Search term "unwrap": please show all lines in the listing that contain it.

WORKING DATA Start Marker

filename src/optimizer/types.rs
use serde::Serialize;
use thiserror::Error;

use crate::config::config::ConfigError;

/// The argmax candidate: the jackpot to announce (millions of currency
/// units) and its projected net revenue (raw currency).
#[derive(Debug, Clone, Copy, PartialEq, Serialize)]
pub struct Recommendation {
    pub jackpot: f64,
    pub net_revenue: f64,
}

/// Terminal result of one optimization run. An empty feasible set is a
/// defined outcome the caller must branch on, not an error.
#[derive(Debug, Clone, Copy, PartialEq, Serialize)]
#[serde(tag = "status", rename_all = "snake_case")]
pub enum OptimizeOutcome {
    Recommendation(Recommendation),
    NoFeasibleCandidate,
}

#[derive(Debug, Error)]
pub enum OptimizeError {
    #[error("invalid configuration: {0}")]
    Config(#[from] ConfigError),
    #[error("sales predictor failed at jackpot {jackpot}m")]
    Prediction {
        jackpot: f64,
        #[source]
        source: anyhow::Error,
    },
    #[error("sales predictor produced a non-finite prediction ({value}) at jackpot {jackpot}m")]
    NonFinitePrediction { jackpot: f64, value: f64 },
}
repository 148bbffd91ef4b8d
pub mod optimizer;
pub mod payout;
pub mod types;
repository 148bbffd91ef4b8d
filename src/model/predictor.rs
use anyhow::Result;

/// The capability the optimizer depends on. The contract is fixed in
/// log-space: callers pass log(jackpot) and receive log(predicted ticket
/// sales). Implementations must be deterministic and pure.
pub trait SalesPredictor {
    fn predict_log_sales(&self, log_jackpot: f64) -> Result<f64>;
}

/// Fitted ordinary-least-squares line in log-log space, the shape the
/// weekly training step produces for one market.
#[derive(Debug, Clone, Copy, PartialEq)]
pub struct LogLogRegression {
    pub intercept: f64,
    pub slope: f64,
}

impl SalesPredictor for LogLogRegression {
    fn predict_log_sales(&self, log_jackpot: f64) -> Result<f64> {
        Ok(self.intercept + self.slope * log_jackpot)
    }
}

#[cfg(test)]
mod tests {
    use super::*;

    #[test]
    fn test_regression_is_linear_in_log_space() {
        let model = LogLogRegression {
            intercept: 10.0,
            slope: 0.5,
        };
        let y0 = model.predict_log_sales(0.0).unwrap();
        let y2 = model.predict_log_sales(2.0).unwrap();
        assert!((y0 - 10.0).abs() < 1e-12);
        assert!((y2 - 11.0).abs() < 1e-12);
    }
}
pub mod history;
pub mod records;
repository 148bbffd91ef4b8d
use thiserror::Error;

use crate::data::records::SalesRecord;
use crate::model::predictor::LogLogRegression;

#[derive(Debug, Error, Clone, PartialEq)]
pub enum TrainError {
    #[error("need at least 2 rows to fit the sales model, got {0}")]
    NotEnoughData(usize),
    #[error(
        "row {index}: jackpot_announced ({jackpot}) and tickets_sold ({tickets}) \
         must be > 0 to take logs"
    )]
    NonPositiveObservation {
        index: usize,
        jackpot: f64,
        tickets: f64,
    },
    #[error("jackpot_announced is constant across the series; slope is undefined")]
    DegenerateRegressor,
}

/// Least-squares fit of log(tickets_sold) on log(jackpot_announced) over
/// one market's series.
pub fn fit_log_log(records: &[SalesRecord]) -> Result<LogLogRegression, TrainError> {
    if records.len() < 2 {
        return Err(TrainError::NotEnoughData(records.len()));
    }

    let mut xs = Vec::with_capacity(records.len());
    let mut ys = Vec::with_capacity(records.len());
    for (index, r) in records.iter().enumerate() {
        if !(r.jackpot_announced > 0.0) || !(r.tickets_sold > 0.0) {
            return Err(TrainError::NonPositiveObservation {
                index,
                jackpot: r.jackpot_announced,
                tickets: r.tickets_sold,
            });
        }
        xs.push(r.jackpot_announced.ln());
        ys.push(r.tickets_sold.ln());
    }

    let n = xs.len() as f64;
    let mean_x = xs.iter().sum::<f64>() / n;
    let mean_y = ys.iter().sum::<f64>() / n;

    let mut sxx = 0.0;
    let mut sxy = 0.0;
    for (x, y) in xs.iter().zip(&ys) {
        sxx += (x - mean_x) * (x - mean_x);
        sxy += (x - mean_x) * (y - mean_y);
    }
    if sxx == 0.0 {
        return Err(TrainError::DegenerateRegressor);
    }

    let slope = sxy / sxx;
    Ok(LogLogRegression {
        intercept: mean_y - slope * mean_x,
        slope,
    })
}
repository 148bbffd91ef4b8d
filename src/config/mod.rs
pub mod config;
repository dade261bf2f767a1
//! Error types for the arena battle engine

use crate::game::BattleStatus;
use thiserror::Error;

#[derive(Error, Debug)]
pub enum BattleError {
    #[error("Invalid roster: {0}")]
    InvalidRoster(String),

    #[error("Cannot resolve turn: battle already finished ({0})")]
    InvalidTurnRequest(BattleStatus),

    #[error("Snapshot decode error: {0}")]
    SnapshotDecode(String),

    #[error("No winner after {0} turns")]
    TurnLimitExceeded(u32),

    #[error("Card not found: {0}")]
    CardNotFound(u32),

    #[error("Invalid card pool: {0}")]
    InvalidPool(String),

    #[error("IO error: {0}")]
    IoError(#[from] std::io::Error),

    #[error("Serialization error: {0}")]
    SerializationError(String),

    #[error("Task join error: {0}")]
    JoinError(#[from] tokio::task::JoinError),
}

pub type Result<T> = std::result::Result<T, BattleError>;
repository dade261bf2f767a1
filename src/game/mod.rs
//! Battle resolution: engine, combat rolls, synergy, logging and snapshots

pub mod actions;
pub mod combat;
pub mod engine;
pub mod logger;
pub mod rng;
pub mod snapshot;
pub mod synergy;

pub use actions::BattleAction;
pub use combat::{roll_damage, DamageRoll};
pub use engine::{
    BattleEngine, BattleOutcome, BattleStatus, DEFAULT_MAX_TURNS, MAX_ROSTER_SIZE, MUTUAL_WIPE_WINNER,
    TURN_ORDER,
};
pub use logger::{BattleLogger, LogEntry, OutputFormat, OutputMode, VerbosityLevel};
pub use rng::{CombatRng, ScriptedRng, SeededRng, TargetPick};
pub use snapshot::{BattleSnapshot, CardView, RECENT_ACTIONS_WINDOW};
pub use synergy::{compute_synergies, total_bonus, SynergyMap};
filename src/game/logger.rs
//! Battle event logger
//!
//! Prints to stdout, captures to an in-memory buffer, or both. Captured
//! entries keep their verbosity level and an optional category so callers can
//! filter them afterwards (e.g. only "attack" lines for an animated log).

use serde::{Deserialize, Serialize};
use std::cell::{Ref, RefCell};
use std::ops::Deref;

/// Verbosity level for battle output
#[derive(Debug, Clone, Copy, PartialEq, Eq, PartialOrd, Ord, Serialize, Deserialize, Default)]
pub enum VerbosityLevel {
    /// Silent - no output during battle
    Silent = 0,
    /// Minimal - only the battle result
    Minimal = 1,
    /// Normal - turn summaries and result (default)
    #[default]
    Normal = 2,
    /// Verbose - every attack
    Verbose = 3,
}

/// Output format for log messages
#[derive(Debug, Clone, Copy, PartialEq, Eq, Serialize, Deserialize, Default)]
pub enum OutputFormat {
    /// Human-readable text output (default)
    #[default]
    Text,
    /// Machine-readable JSON output (one object per line)
    Json,
}

/// Output destination for log messages
#[derive(Debug, Clone, Copy, PartialEq, Eq, Serialize, Deserialize, Default)]
pub enum OutputMode {
    /// Output only to stdout (default)
    #[default]
    Stdout,
    /// Capture only to in-memory buffer (no stdout)
    Memory,
    /// Both stdout and in-memory buffer
    Both,
}

/// A captured log entry
#[derive(Debug, Clone, PartialEq, Eq, Serialize, Deserialize)]
pub struct LogEntry {
    pub level: VerbosityLevel,
    pub message: String,
    /// Optional category (e.g. "turn", "attack", "result")
    pub category: Option<String>,
}

/// Read-only access to captured log entries
pub struct LogGuard<'a> {
    guard: Ref<'a, Vec<LogEntry>>,
}

impl<'a> LogGuard<'a> {
    pub fn iter(&self) -> std::slice::Iter<'_, LogEntry> {
        self.guard.iter()
    }

    pub fn len(&self) -> usize {
        self.guard.len()
    }

    pub fn is_empty(&self) -> bool {
        self.guard.is_empty()
    }
}

impl<'a> Deref for LogGuard<'a> {
    type Target = [LogEntry];

    fn deref(&self) -> &Self::Target {
        &self.guard
    }
}

/// Logger carried by a battle engine
///
/// Logging takes `&self`; the buffer uses interior mutability so the engine
/// can log while its rosters are mutably borrowed.
pub struct BattleLogger {
    verbosity: VerbosityLevel,
    output_format: OutputFormat,
    output_mode: OutputMode,
    log_buffer: RefCell<Vec<LogEntry>>,
}

impl BattleLogger {
    /// Create a logger with default verbosity (Normal) writing to stdout
    pub fn new() -> Self {
        Self::with_verbosity(VerbosityLevel::default())
    }

    /// Create a logger with specified verbosity
    pub fn with_verbosity(verbosity: VerbosityLevel) -> Self {
        BattleLogger {
            verbosity,
            output_format: OutputFormat::default(),
            output_mode: OutputMode::default(),
            log_buffer: RefCell::new(Vec::new()),
        }
    }

    /// A logger that drops everything
    pub fn silent() -> Self {
        Self::with_verbosity(VerbosityLevel::Silent)
    }

    /// A logger that captures everything up to `verbosity` without printing
    pub fn capturing(verbosity: VerbosityLevel) -> Self {
        let mut logger = Self::with_verbosity(verbosity);
        logger.set_output_mode(OutputMode::Memory);
        logger
    }

    pub fn set_output_mode(&mut self, mode: OutputMode) {
        self.output_mode = mode;
    }

    pub fn output_mode(&self) -> OutputMode {
        self.output_mode
    }

    pub fn is_capturing(&self) -> bool {
        matches!(self.output_mode, OutputMode::Memory | OutputMode::Both)
    }

    pub fn set_output_format(&mut self, format: OutputFormat) {
        self.output_format = format;
    }

    pub fn output_format(&self) -> OutputFormat {
        self.output_format
    }

    pub fn verbosity(&self) -> VerbosityLevel {
        self.verbosity
    }

    /// Whether a message at `level` would go anywhere
    #[inline]
    pub fn enabled(&self, level: VerbosityLevel) -> bool {
        level != VerbosityLevel::Silent && level <= self.verbosity
    }

    /// Get access to captured log entries
    pub fn logs(&self) -> LogGuard<'_> {
        LogGuard {
            guard: self.log_buffer.borrow(),
        }
    }

    /// Captured log messages as plain text lines
    pub fn messages(&self) -> Vec<String> {
        self.log_buffer
            .borrow()
            .iter()
            .map(|entry| entry.message.clone())
            .collect()
    }

    pub fn clear_logs(&mut self) {
        self.log_buffer.borrow_mut().clear();
    }

    /// Print only the last `tail_lines` buffered entries, then clear the buffer
    ///
    /// Prints an elision marker when earlier lines are skipped.
    pub fn flush_tail(&mut self, tail_lines: usize) {
        let buffer = self.log_buffer.borrow();
        let elided = buffer.len().saturating_sub(tail_lines);

        if elided > 0 {
            println!(">>> {elided} LOG LINES ELIDED. PRINTING LAST {tail_lines} LINES <<<");
        }
        for entry in buffer.iter().skip(elided) {
            self.write_stdout(entry);
        }

        drop(buffer);
        self.clear_logs();
    }

    fn write_stdout(&self, entry: &LogEntry) {
        match self.output_format {
            OutputFormat::Text => {
                if entry.level == VerbosityLevel::Minimal {
                    println!("{}", entry.message);
                } else {
                    println!("  {}", entry.message);
                }
            }
            OutputFormat::Json => match serde_json::to_string(entry) {
                Ok(line) => println!("{line}"),
                Err(e) => eprintln!("failed to encode log entry: {e}"),
            },
        }
    }

    /// Log a message at `level` under an optional category
    pub fn log(&self, level: VerbosityLevel, category: Option<&str>, message: &str) {
        if !self.enabled(level) {
            return;
        }

        let entry = LogEntry {
            level,
            message: message.to_string(),
            category: category.map(str::to_string),
        };

        if matches!(self.output_mode, OutputMode::Stdout | OutputMode::Both) {
            self.write_stdout(&entry);
        }
        if self.is_capturing() {
            self.log_buffer.borrow_mut().push(entry);
        }
    }
}

impl Default for BattleLogger {
    fn default() -> Self {
        Self::new()
    }
}

impl std::fmt::Debug for BattleLogger {
    fn fmt(&self, f: &mut std::fmt::Formatter<'_>) -> std::fmt::Result {
        f.debug_struct("BattleLogger")
            .field("verbosity", &self.verbosity)
            .field("output_mode", &self.output_mode)
            .field("log_count", &self.log_buffer.borrow().len())
            .finish()
    }
}

// Clones carry settings only, never captured entries
impl Clone for BattleLogger {
    fn clone(&self) -> Self {
        BattleLogger {
            verbosity: self.verbosity,
            output_format: self.output_format,
            output_mode: self.output_mode,
            log_buffer: RefCell::new(Vec::new()),
        }
    }
}
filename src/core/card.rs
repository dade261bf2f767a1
//! Battle card types
//!
//! A `CardSnapshot` is what the caller hands in: one card's stats frozen at
//! battle start. A `BattleCard` is the live combatant the engine mutates.

use crate::core::{CardId, CardName, CombatantId, Franchise, Rarity};
use serde::{Deserialize, Serialize};

/// Caller-supplied card stats for one roster slot
#[derive(Debug, Clone, PartialEq, Eq, Serialize, Deserialize)]
pub struct CardSnapshot {
    /// Catalog identity of the card
    pub card_id: CardId,

    pub name: CardName,

    pub rarity: Rarity,

    /// Franchise tag used for synergy grouping
    pub franchise: Franchise,

    pub attack: u32,

    pub defense: u32,

    /// Health at battle start (may be below max for pre-damaged cards)
    pub health: u32,

    pub max_health: u32,

    /// Display position within the roster (0-based)
    #[serde(default)]
    pub position: u8,
}

impl CardSnapshot {
    /// Snapshot of an undamaged card
    pub fn new(
        card_id: CardId,
        name: impl Into<CardName>,
        rarity: Rarity,
        franchise: impl Into<Franchise>,
        attack: u32,
        defense: u32,
        max_health: u32,
    ) -> Self {
        CardSnapshot {
            card_id,
            name: name.into(),
            rarity,
            franchise: franchise.into(),
            attack,
            defense,
            health: max_health,
            max_health,
            position: 0,
        }
    }

    pub fn at_position(mut self, position: u8) -> Self {
        self.position = position;
        self
    }

    pub fn with_health(mut self, health: u32) -> Self {
        self.health = health;
        self
    }
}

/// A combatant during one battle
///
/// Attack and defense already include the roster's synergy bonus. Health only
/// ever goes down, and never below zero.
#[derive(Debug, Clone, PartialEq, Eq, Serialize, Deserialize)]
pub struct BattleCard {
    pub id: CombatantId,
    pub card_id: CardId,
    pub name: CardName,
    pub rarity: Rarity,
    pub franchise: Franchise,
    pub attack: u32,
    pub defense: u32,
    pub health: u32,
    pub max_health: u32,
    pub position: u8,
}

impl BattleCard {
    /// Seat a snapshot at `id` with the given (already bonused) attack and defense
    pub fn from_snapshot(id: CombatantId, snapshot: CardSnapshot, attack: u32, defense: u32) -> Self {
        BattleCard {
            id,
            card_id: snapshot.card_id,
            name: snapshot.name,
            rarity: snapshot.rarity,
            franchise: snapshot.franchise,
            attack,
            defense,
            health: snapshot.health,
            max_health: snapshot.max_health,
            position: snapshot.position,
        }
    }

    /// Apply damage, returning how much was actually absorbed
    pub fn take_damage(&mut self, damage: u32) -> u32 {
        let actual = damage.min(self.health);
        self.health -= actual;
        actual
    }

    pub fn is_alive(&self) -> bool {
        self.health > 0
    }
}

#[cfg(test)]
mod tests {
    use super::*;
    use crate::core::Side;

    fn sample() -> BattleCard {
        let snap = CardSnapshot::new(CardId::new(7), "Mikasa", Rarity::A, "Attack on Titan", 40, 20, 120);
        BattleCard::from_snapshot(CombatantId::new(Side::A, 0), snap, 40, 20)
    }

    #[test]
    fn test_card_creation() {
        let card = sample();
        assert_eq!(card.card_id, CardId::new(7));
        assert_eq!(card.health, 120);
        assert_eq!(card.max_health, 120);
        assert!(card.is_alive());
    }

    #[test]
    fn test_take_damage_floors_at_zero() {
        let mut card = sample();
        assert_eq!(card.take_damage(50), 50);
        assert_eq!(card.health, 70);

        assert_eq!(card.take_damage(500), 70);
        assert_eq!(card.health, 0);
        assert!(!card.is_alive());

        assert_eq!(card.take_damage(10), 0);
        assert_eq!(card.health, 0);
    }

    #[test]
    fn test_snapshot_builders() {
        let snap = CardSnapshot::new(CardId::new(1), "Goku", Rarity::Sss, "Dragon Ball", 90, 30, 300)
            .at_position(3)
            .with_health(120);
        assert_eq!(snap.position, 3);
        assert_eq!(snap.health, 120);
        assert_eq!(snap.max_health, 300);
    }
}
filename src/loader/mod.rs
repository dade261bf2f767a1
//! Card pool and roster loaders
//!
//! Reads the JSON card catalog and turns owned or generated cards into
//! battle-ready rosters.

pub mod card_pool;
pub mod opponent;
pub mod roster;

pub use card_pool::{CardPool, CatalogCard};
pub use opponent::{generate_test_roster, test_opponent_rating};
pub use roster::{build_roster, leveled_stats, OwnedCard, RosterPair};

WORKING DATA End Marker

» RESPONSE BELOW:
        let y0 = model.predict_log_sales(0.0).unwrap();
        let y2 = model.predict_log_sales(2.0).unwrap();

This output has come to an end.